Correction: A previous version of this story referred to one of the students as Carter Hawkins. This has been changed to Carter Martindale.
Regulars who pass through Smithfield City are familiar with two large, white letters -- an S and a V -- painted on a hillside. Located beneath those letters is Sky View High School, serving over 1,700 students within the rural community.
In the morning, the halls are silent, but once the bell chirps loudly throughout the school, scuttering sneakers and chattering students quickly follow.
School begins. Students rush into their classrooms. Sky View offers many classes. Basic ones like English and algebra, and more unique ones like physics and film history studies. Some are easier than others and some much harder...
Rigby: "Should freedom of expression be limited if at all?"
Carter: "I think free expression should be limited if it is intended or likely to incite immediate lawless action. In the Supreme Court case Brandenburg v. Ohio…"
Carter Martindale, one of the students in Michael Rigby’s AP Government class. Students don’t merely learn about the United States Government on a college freshman level, they also compete in a national competition where they take part in a mock congressional hearing.

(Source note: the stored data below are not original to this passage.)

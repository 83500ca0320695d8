//! Directory snapshot for the menu program.
//!
//! The storage device cannot be touched while the bus loop is servicing the
//! console, so the directory structure is captured once, right after mount,
//! into a fixed-capacity cache. The Launcher port reads titles out of this
//! cache; the loader uses the stored names to re-open the selected file.
//!
//! Only a flat root directory of up to [`FOLDER_LIMIT`] entries is supported.

use serde::{Deserialize, Serialize};

use crate::hal::{Cp437Encoder, Storage};
use crate::loader::{self, ChfHeader};
use crate::logging::{log, LogCategory, LogLevel};

/// Maximum entries cached per directory.
pub const FOLDER_LIMIT: usize = 100;

/// On-screen title width, in CP437 bytes.
pub const TITLE_LEN: usize = 32;

/// One cached directory entry.
///
/// `title` is the CP437 text the menu paints, space-padded to
/// [`TITLE_LEN`]; `name` is the storage key used to re-open the entry.
#[derive(Debug, Clone, PartialEq, Eq, Serialize, Deserialize)]
pub struct FileRecord {
    pub title: [u8; TITLE_LEN],
    pub is_file: bool,
    pub name: String,
}

impl FileRecord {
    pub fn new(title: [u8; TITLE_LEN], is_file: bool, name: impl Into<String>) -> Self {
        Self {
            title,
            is_file,
            name: name.into(),
        }
    }

    /// Build a record from ASCII text, space-padding the title.
    pub fn with_title(title_text: &str, is_file: bool, name: impl Into<String>) -> Self {
        let mut title = [b' '; TITLE_LEN];
        let bytes = title_text.as_bytes();
        let len = bytes.len().min(TITLE_LEN);
        title[..len].copy_from_slice(&bytes[..len]);
        Self::new(title, is_file, name)
    }

    /// The title with trailing padding removed, for host-side display.
    pub fn title_text(&self) -> String {
        String::from_utf8_lossy(&self.title)
            .trim_end_matches(' ')
            .to_string()
    }
}

/// The immutable snapshot of the storage root directory.
#[derive(Debug, Clone, Default, PartialEq, Eq, Serialize, Deserialize)]
pub struct DirectoryCache {
    records: Vec<FileRecord>,
}

impl DirectoryCache {
    /// Build a cache directly from records, truncating at [`FOLDER_LIMIT`].
    pub fn from_records(mut records: Vec<FileRecord>) -> Self {
        records.truncate(FOLDER_LIMIT);
        Self { records }
    }

    /// Enumerate storage and derive a title for every entry.
    ///
    /// Title derivation:
    /// - directory: `/` prepended to the translated name
    /// - CHF image: the title field of its header, translated
    /// - BIN image: the name with its final `.xxx` extension stripped
    /// - anything else: the raw name, translated
    pub fn build<S: Storage, E: Cp437Encoder>(storage: &mut S, encoder: &E) -> Self {
        let mut records = Vec::new();
        for entry in storage.entries() {
            if records.len() == FOLDER_LIMIT {
                log(LogCategory::Loader, LogLevel::Warn, || {
                    format!("directory cache full, dropping entries past {}", FOLDER_LIMIT)
                });
                break;
            }

            let mut title = [b' '; TITLE_LEN];
            if entry.is_dir {
                title[0] = b'/';
                encoder.encode(&entry.name, &mut title[1..]);
                records.push(FileRecord::new(title, false, entry.name));
                continue;
            }

            match storage.read(&entry.name) {
                Some(data) if loader::is_chf_image(&data) => {
                    match ChfHeader::parse(&data) {
                        Ok(header) => {
                            encoder.encode(&header.title, &mut title);
                        }
                        Err(_) => {
                            encoder.encode(&entry.name, &mut title);
                        }
                    }
                }
                Some(data) if data.first() == Some(&loader::BIN_MAGIC) => {
                    let stem = match entry.name.rsplit_once('.') {
                        Some((stem, _extension)) => stem,
                        None => entry.name.as_str(),
                    };
                    encoder.encode(stem, &mut title);
                }
                _ => {
                    encoder.encode(&entry.name, &mut title);
                }
            }
            records.push(FileRecord::new(title, true, entry.name));
        }

        log(LogCategory::Loader, LogLevel::Info, || {
            format!("directory cache built, {} entries", records.len())
        });
        Self { records }
    }

    pub fn len(&self) -> u16 {
        self.records.len() as u16
    }

    pub fn is_empty(&self) -> bool {
        self.records.is_empty()
    }

    pub fn get(&self, index: u16) -> Option<&FileRecord> {
        self.records.get(index as usize)
    }

    pub fn iter(&self) -> impl Iterator<Item = &FileRecord> {
        self.records.iter()
    }
}
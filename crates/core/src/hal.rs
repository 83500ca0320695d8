//! Hardware abstraction seams.
//!
//! The firmware core never touches pins, SPI buses, or clock registers
//! directly. Everything electrical or host-specific enters through the traits
//! in this module, so the same core runs against real GPIO on a
//! microcontroller, a scripted bus in tests, or a trace player on a
//! workstation.
//!
//! # Interfaces
//!
//! | Trait           | Covers                                               |
//! |-----------------|------------------------------------------------------|
//! | `BusLines`      | ROMC/data/WRITE/INTRQ wires of the cartridge slot    |
//! | `EntropySource` | Raw hardware randomness (e.g. a ring oscillator)     |
//! | `Delay`         | Millisecond pacing for blink codes                   |
//! | `SystemClock`   | Boot-time CPU frequency configuration                |
//! | `Storage`       | Flat removable-storage enumeration and file reads    |
//! | `Cp437Encoder`  | UTF-8 to code-page-437 title translation             |

use serde::{Deserialize, Serialize};
use thiserror::Error;

/// The cartridge-slot wires, as seen from the cartridge side.
///
/// One bus cycle is delimited by the WRITE clock: the host latches command
/// and data on the rising edge, and expects any response to be driven before
/// the next one. `drive_dbus` switches the data bus to output and places a
/// byte; `release_dbus` returns it to input.
pub trait BusLines {
    /// Sample the 5-bit ROMC command bus.
    fn sample_romc(&mut self) -> u8;
    /// Sample the 8-bit data bus.
    fn sample_dbus(&mut self) -> u8;
    /// Switch the data bus to output and place a byte on it.
    fn drive_dbus(&mut self, value: u8);
    /// Return the data bus to input mode.
    fn release_dbus(&mut self);
    /// Block until the rising edge of WRITE.
    fn wait_write_rising(&mut self);
    /// Block until the falling edge of WRITE.
    fn wait_write_falling(&mut self);
    /// Whether the host console is powered and driving the bus.
    fn bus_present(&mut self) -> bool;
    /// Drive the active-high interrupt-request wire.
    fn set_intrq(&mut self, raised: bool);
}

/// A supply of raw hardware randomness, one bit at a time.
///
/// The quality can be poor (biased, periodic when sampled rapidly); consumers
/// are expected to run the bits through an extractor.
pub trait EntropySource {
    fn random_bit(&mut self) -> bool;
}

/// Millisecond-granularity busy delay, used only off the bus hot path.
pub trait Delay {
    fn delay_ms(&mut self, ms: u32);
}

#[derive(Debug, Error)]
#[error("clock configuration failed: requested {requested_hz} Hz")]
pub struct ClockError {
    pub requested_hz: u32,
}

/// Boot-time CPU clock configuration.
///
/// Servicing a bus half-cycle leaves only microseconds, so the firmware
/// overclocks the microcontroller before emulation starts.
pub trait SystemClock {
    fn set_cpu_frequency(&mut self, hz: u32) -> Result<(), ClockError>;
}

/// One entry of a flat storage directory.
#[derive(Debug, Clone, PartialEq, Eq)]
pub struct StorageEntry {
    pub name: String,
    pub is_dir: bool,
}

/// Removable-storage access.
///
/// Only touched before bus emulation starts (to build the directory cache)
/// and inside the loader between bus cycles. Never on the hot path.
pub trait Storage {
    /// Enumerate the root directory, in storage order.
    fn entries(&mut self) -> Vec<StorageEntry>;
    /// Read a whole file by name. `None` if it is missing or unreadable.
    fn read(&mut self, name: &str) -> Option<Vec<u8>>;
}

/// UTF-8 to code-page-437 translation for on-screen titles.
///
/// Writes translated bytes into `dest`, truncating at its length, and returns
/// the number of bytes written. The caller pads the remainder.
pub trait Cp437Encoder {
    fn encode(&self, source: &str, dest: &mut [u8]) -> usize;
}

/// The debug LED line.
///
/// This is an observable signal, not a pin: the embedder maps it to real
/// GPIO, tests read the toggle counter. Guest programs deliberately toggle it
/// through LED-tagged memory writes to time running code.
#[derive(Debug, Clone, Default, Serialize, Deserialize)]
pub struct Led {
    on: bool,
    toggles: u64,
}

impl Led {
    pub fn new() -> Self {
        Self::default()
    }

    /// Invert the LED state.
    pub fn toggle(&mut self) {
        self.on = !self.on;
        self.toggles += 1;
    }

    /// Force the LED state without counting a toggle.
    pub fn set(&mut self, on: bool) {
        self.on = on;
    }

    pub fn is_on(&self) -> bool {
        self.on
    }

    /// Total number of toggles since power-on.
    pub fn toggle_count(&self) -> u64 {
        self.toggles
    }
}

"The Supreme Court said that individuals should be able to talk about really whatever they want so long as it wasn’t intended to immediately create lawless actions because that allows individuals to state things that are critical of the U.S. without allowing a lawless uprising to be formed."
Carter’s answer dealt with case law pertaining to the First Amendment. I ask him whether he thinks high schoolers normally question government on such a profound level.
Carter: "Ugh, no. I don’t think at all. I think most high schoolers just take it for granted -- I don’t think a lot of high schoolers really care about freedom of expression."
So maybe constitutional law isn't every student's "cup of tea", but at the We the People National Finals, students are well versed.
Like all school teams competing in D.C., Sky View’s We the People team is organized into six units; each with their own topic including constitutional theory, American history, government, current events and the Declaration of Independence.
Presentations last 10 minutes; four minutes for the students to present their written statement responding to a question on constitutional or governmental issues, then six minutes for a panel of judges to ask questions.
It’s an intense course. The prospect of prolonged research on such complicated matters can be intimidating to most high school students.
Sarah: "It was just very intimidating because I didn’t think I could measure up."
Sarah Simmons is also a member of the Sky View team.
Sarah: "But just as Rigby says: to work hard and keep going -- that’s what I did and I feel like I did a pretty good job."
The hard work students learn to exhibit in Rigby’s class has lead the team to 11 straight victories at the state level. Once a team wins state, they qualify to compete in the national competition in D.C.
Rigby: "Hard work is the great equalizer. That, through efforts they can measure up. And that’s true of the whole class; I mean, we’re rural high school in Northern Utah."
Michael Rigby has coached the program for over a decade, and says, despite being from a modestly-funded rural high school, Sky View’s students excel at nationals.
Rigby: "They’re going up against some of these private prep schools that costs tens of thousands of dollars to attend. And our student not only compete with these students, they beat ‘em."
But flying up to thirty students to D.C. every year isn’t cheap. This year’s bill: $55,000.
Madison Perry: "We had a ton of amazing, generous donors who helped us out because they understood the importance of this program and what we were doing and they didn’t want us having to worry about raising the money to go back."
Madison Perry and the rest of the team embarked on a tour of the capital: their reward after a year of hard work. Holly Lemon said participating in the program gave her a deeper appreciation for the D.C. visit.
Holly Lemon: "It just kinda made history more real for me to be able to have background knowledge about the events that happened. Especially seeing the constitution -- you could pick your favorite article. And the Founding Fathers, you could see their signatures."
While the team has enjoyed much success, this is Mr. Rigby’s final year at Sky View. He will be moving to the new Green Canyon High School opening next year.
Mr. Rigby: "I think one outcome will be that we will actually be able to continue this program, because the rules dictate that we can actually combine two high schools. It is paramount that these kids understand democratic processes. Regardless of what they do they’ll be active members in the community. They’ve done some longitudinal studies, the statistics show that well over 90 percent of these students become active voters, and they become politically and civically engaged."
Sky View's We the People team placed 19th out of 56th teams overall, with Sky View Unit 5 winning first in their unit.